__Task to carry out__. Gather all lines in the records below that include the word "BlockFeatures".

(Extracted records)

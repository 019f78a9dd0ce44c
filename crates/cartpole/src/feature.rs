//! # Feature Vector
//!
//! JSON wire form of a [`WorldState`]. It is what the environment hands out
//! and what a deterministic reset takes in:
//!
//! ```json
//! {
//!   "cart":   {"x_position": 0.0, "y_position": 0.0, "z_position": 0.0,
//!              "x_velocity": 0.0, "y_velocity": 0.0, "z_velocity": 0.0},
//!   "pole":   {"x_quaternion": 0.0, "y_quaternion": 0.0, "z_quaternion": 0.0,
//!              "w_quaternion": 1.0, "x_velocity": 0.0, "y_velocity": 0.0},
//!   "blocks": [{"id": 2, "x_position": 1.0, "y_position": 2.0, "z_position": 6.0,
//!               "x_velocity": 7.0, "y_velocity": -8.0, "z_velocity": 6.5}],
//!   "walls":  [[-5, -5, 0], [5, -5, 0], [5, 5, 0], [-5, 5, 0],
//!              [-5, -5, 10], [5, -5, 10], [5, 5, 10], [-5, 5, 10]]
//! }
//! ```
//!
//! In Euler mode the pole carries `x_position`, `y_position` and
//! `z_position` (roll, pitch and yaw in degrees) instead of the quaternion.

use glam::{DQuat, DVec3};
use physics::BodyId;
use serde::{Deserialize, Serialize};

use crate::error::EnvError;
use crate::state::{BlockState, CartState, PoleOrientation, PoleState, WorldState};

#[derive(Clone, Debug, PartialEq, Serialize, Deserialize)]
pub struct FeatureVector {
    pub cart: CartFeatures,
    pub pole: PoleFeatures,
    #[serde(default)]
    pub blocks: Vec<BlockFeatures>,
    #[serde(default, skip_serializing_if = "Option::is_none")]
    pub walls: Option<[[f64; 3]; 8]>,
}

#[derive(Copy, Clone, Debug, PartialEq, Serialize, Deserialize)]
pub struct CartFeatures {
    pub x_position: f64,
    pub y_position: f64,
    pub z_position: f64,
    pub x_velocity: f64,
    pub y_velocity: f64,
    #[serde(default)]
    pub z_velocity: f64,
}

#[derive(Copy, Clone, Debug, PartialEq, Serialize, Deserialize)]
pub struct PoleFeatures {
    #[serde(flatten)]
    pub orientation: PoleOrientationFeatures,
    pub x_velocity: f64,
    pub y_velocity: f64,
    #[serde(default)]
    pub z_velocity: f64,
}

#[derive(Copy, Clone, Debug, PartialEq, Serialize, Deserialize)]
#[serde(untagged)]
pub enum PoleOrientationFeatures {
    Quaternion {
        x_quaternion: f64,
        y_quaternion: f64,
        z_quaternion: f64,
        w_quaternion: f64,
    },
    /// Roll, pitch, yaw in degrees.
    ///
    /// The joint stores a quaternion, so a reset from Euler angles reports
    /// them back with a few ulps of conversion error.
    Euler {
        x_position: f64,
        y_position: f64,
        z_position: f64,
    },
}

#[derive(Copy, Clone, Debug, PartialEq, Serialize, Deserialize)]
pub struct BlockFeatures {
    #[serde(default, skip_serializing_if = "Option::is_none")]
    pub id: Option<u32>,
    pub x_position: f64,
    pub y_position: f64,
    pub z_position: f64,
    pub x_velocity: f64,
    pub y_velocity: f64,
    pub z_velocity: f64,
}

impl FeatureVector {
    /// # Errors
    ///
    /// Fails with [`EnvError::FeatureVector`] on malformed JSON or missing fields.
    pub fn from_json(json: &str) -> Result<Self, EnvError> {
        Ok(serde_json::from_str(json)?)
    }

    /// # Errors
    ///
    /// Fails with [`EnvError::FeatureVector`] if a value cannot be encoded
    /// (JSON has no NaN or infinity).
    pub fn to_json(&self) -> Result<String, EnvError> {
        Ok(serde_json::to_string(self)?)
    }

    #[must_use]
    pub fn cart_position(&self) -> DVec3 {
        DVec3::new(self.cart.x_position, self.cart.y_position, self.cart.z_position)
    }

    #[must_use]
    pub fn cart_velocity(&self) -> DVec3 {
        DVec3::new(self.cart.x_velocity, self.cart.y_velocity, self.cart.z_velocity)
    }

    /// Pole orientation as a joint quaternion. Quaternion fields are taken
    /// verbatim, Euler angles are converted.
    #[must_use]
    pub fn pole_quaternion(&self) -> DQuat {
        self.pole.orientation().quaternion()
    }

    /// Wall corners, when present.
    #[must_use]
    pub fn wall_corners(&self) -> Option<[DVec3; 8]> {
        self.walls.map(|walls| walls.map(DVec3::from_array))
    }
}

impl PoleFeatures {
    #[must_use]
    pub fn orientation(&self) -> PoleOrientation {
        match self.orientation {
            PoleOrientationFeatures::Quaternion {
                x_quaternion,
                y_quaternion,
                z_quaternion,
                w_quaternion,
            } => PoleOrientation::Quaternion(DQuat::from_xyzw(x_quaternion, y_quaternion, z_quaternion, w_quaternion)),
            PoleOrientationFeatures::Euler {
                x_position,
                y_position,
                z_position,
            } => PoleOrientation::Euler(DVec3::new(x_position, y_position, z_position)),
        }
    }
}

impl BlockFeatures {
    #[must_use]
    pub fn position(&self) -> DVec3 {
        DVec3::new(self.x_position, self.y_position, self.z_position)
    }

    #[must_use]
    pub fn velocity(&self) -> DVec3 {
        DVec3::new(self.x_velocity, self.y_velocity, self.z_velocity)
    }
}

impl From<&WorldState> for FeatureVector {
    fn from(state: &WorldState) -> Self {
        let CartState { position, velocity } = state.cart;
        let cart = CartFeatures {
            x_position: position.x,
            y_position: position.y,
            z_position: position.z,
            x_velocity: velocity.x,
            y_velocity: velocity.y,
            z_velocity: velocity.z,
        };

        let orientation = match state.pole.orientation {
            PoleOrientation::Quaternion(q) => PoleOrientationFeatures::Quaternion {
                x_quaternion: q.x,
                y_quaternion: q.y,
                z_quaternion: q.z,
                w_quaternion: q.w,
            },
            PoleOrientation::Euler(e) => PoleOrientationFeatures::Euler {
                x_position: e.x,
                y_position: e.y,
                z_position: e.z,
            },
        };
        let omega = state.pole.angular_velocity;
        let pole = PoleFeatures {
            orientation,
            x_velocity: omega.x,
            y_velocity: omega.y,
            z_velocity: omega.z,
        };

        let blocks = state
            .blocks
            .iter()
            .map(|block| BlockFeatures {
                id: block.id.map(BodyId::raw),
                x_position: block.position.x,
                y_position: block.position.y,
                z_position: block.position.z,
                x_velocity: block.velocity.x,
                y_velocity: block.velocity.y,
                z_velocity: block.velocity.z,
            })
            .collect();

        Self {
            cart,
            pole,
            blocks,
            walls: state.walls.map(|walls| walls.map(|corner| corner.to_array())),
        }
    }
}

impl From<WorldState> for FeatureVector {
    fn from(state: WorldState) -> Self {
        Self::from(&state)
    }
}

impl From<&FeatureVector> for WorldState {
    fn from(features: &FeatureVector) -> Self {
        Self {
            cart: CartState {
                position: features.cart_position(),
                velocity: features.cart_velocity(),
            },
            pole: PoleState {
                orientation: features.pole.orientation(),
                angular_velocity: DVec3::new(
                    features.pole.x_velocity,
                    features.pole.y_velocity,
                    features.pole.z_velocity,
                ),
            },
            blocks: features
                .blocks
                .iter()
                .map(|block| BlockState {
                    id: block.id.map(BodyId::from_raw),
                    position: block.position(),
                    velocity: block.velocity(),
                })
                .collect(),
            walls: features.wall_corners(),
        }
    }
}

#[cfg(test)]
mod tests {
    use super::*;

    const START: &str = r#"{
        "cart": {"x_position": 1.5, "y_position": -0.25, "z_position": 0,
                 "x_velocity": 0.5, "y_velocity": 0, "z_velocity": 0},
        "pole": {"x_quaternion": 0.004, "y_quaternion": -0.007, "z_quaternion": 0.001,
                 "w_quaternion": 1, "x_velocity": 0.002, "y_velocity": -0.003},
        "blocks": [{"id": 2, "x_position": 3, "y_position": 2, "z_position": 6,
                    "x_velocity": 7, "y_velocity": -8, "z_velocity": 6.5}],
        "walls": [[-5, -5, 0], [5, -5, 0], [5, 5, 0], [-5, 5, 0],
                  [-5, -5, 10], [5, -5, 10], [5, 5, 10], [-5, 5, 10]]
    }"#;

    #[test]
    fn parses_quaternion_form_with_integer_values() {
        let features = FeatureVector::from_json(START).unwrap();
        assert_eq!(features.cart_position(), DVec3::new(1.5, -0.25, 0.0));
        assert_eq!(features.pole_quaternion(), DQuat::from_xyzw(0.004, -0.007, 0.001, 1.0));
        assert_eq!(features.pole.z_velocity, 0.0);
        assert_eq!(features.blocks[0].id, Some(2));
        assert_eq!(features.wall_corners().unwrap()[6], DVec3::new(5.0, 5.0, 10.0));
    }

    #[test]
    fn parses_euler_form() {
        let json = r#"{
            "cart": {"x_position": 0, "y_position": 0, "z_position": 0,
                     "x_velocity": 0, "y_velocity": 0, "z_velocity": 0},
            "pole": {"x_position": 3.0, "y_position": -2.0, "z_position": 0,
                     "x_velocity": 0, "y_velocity": 0, "z_velocity": 0.5},
            "blocks": []
        }"#;
        let features = FeatureVector::from_json(json).unwrap();
        assert_eq!(features.pole.orientation(), PoleOrientation::Euler(DVec3::new(3.0, -2.0, 0.0)));
        assert_eq!(features.pole.z_velocity, 0.5);
        assert!(features.walls.is_none());
    }

    #[test]
    fn missing_fields_are_rejected() {
        let json = r#"{"cart": {"x_position": 0}, "pole": {}, "blocks": []}"#;
        assert!(matches!(FeatureVector::from_json(json), Err(EnvError::FeatureVector(_))));
    }

    #[test]
    fn wrong_wall_count_is_rejected() {
        let json = START.replace("[-5, 5, 10]]", "[-5, 5, 10], [0, 0, 0]]");
        assert!(FeatureVector::from_json(&json).is_err());
    }

    #[test]
    fn survives_state_conversion() {
        let features = FeatureVector::from_json(START).unwrap();
        let state = WorldState::from(&features);
        assert_eq!(state.blocks[0].id, Some(BodyId::from_raw(2)));
        let back = FeatureVector::from(&state);
        assert_eq!(back, features);

        let json = back.to_json().unwrap();
        assert!(json.contains("\"w_quaternion\":1.0"));
        assert_eq!(FeatureVector::from_json(&json).unwrap(), features);
    }
}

__Answer below__.
    pub blocks: Vec<BlockFeatures>,
pub struct BlockFeatures {
impl BlockFeatures {
            .map(|block| BlockFeatures {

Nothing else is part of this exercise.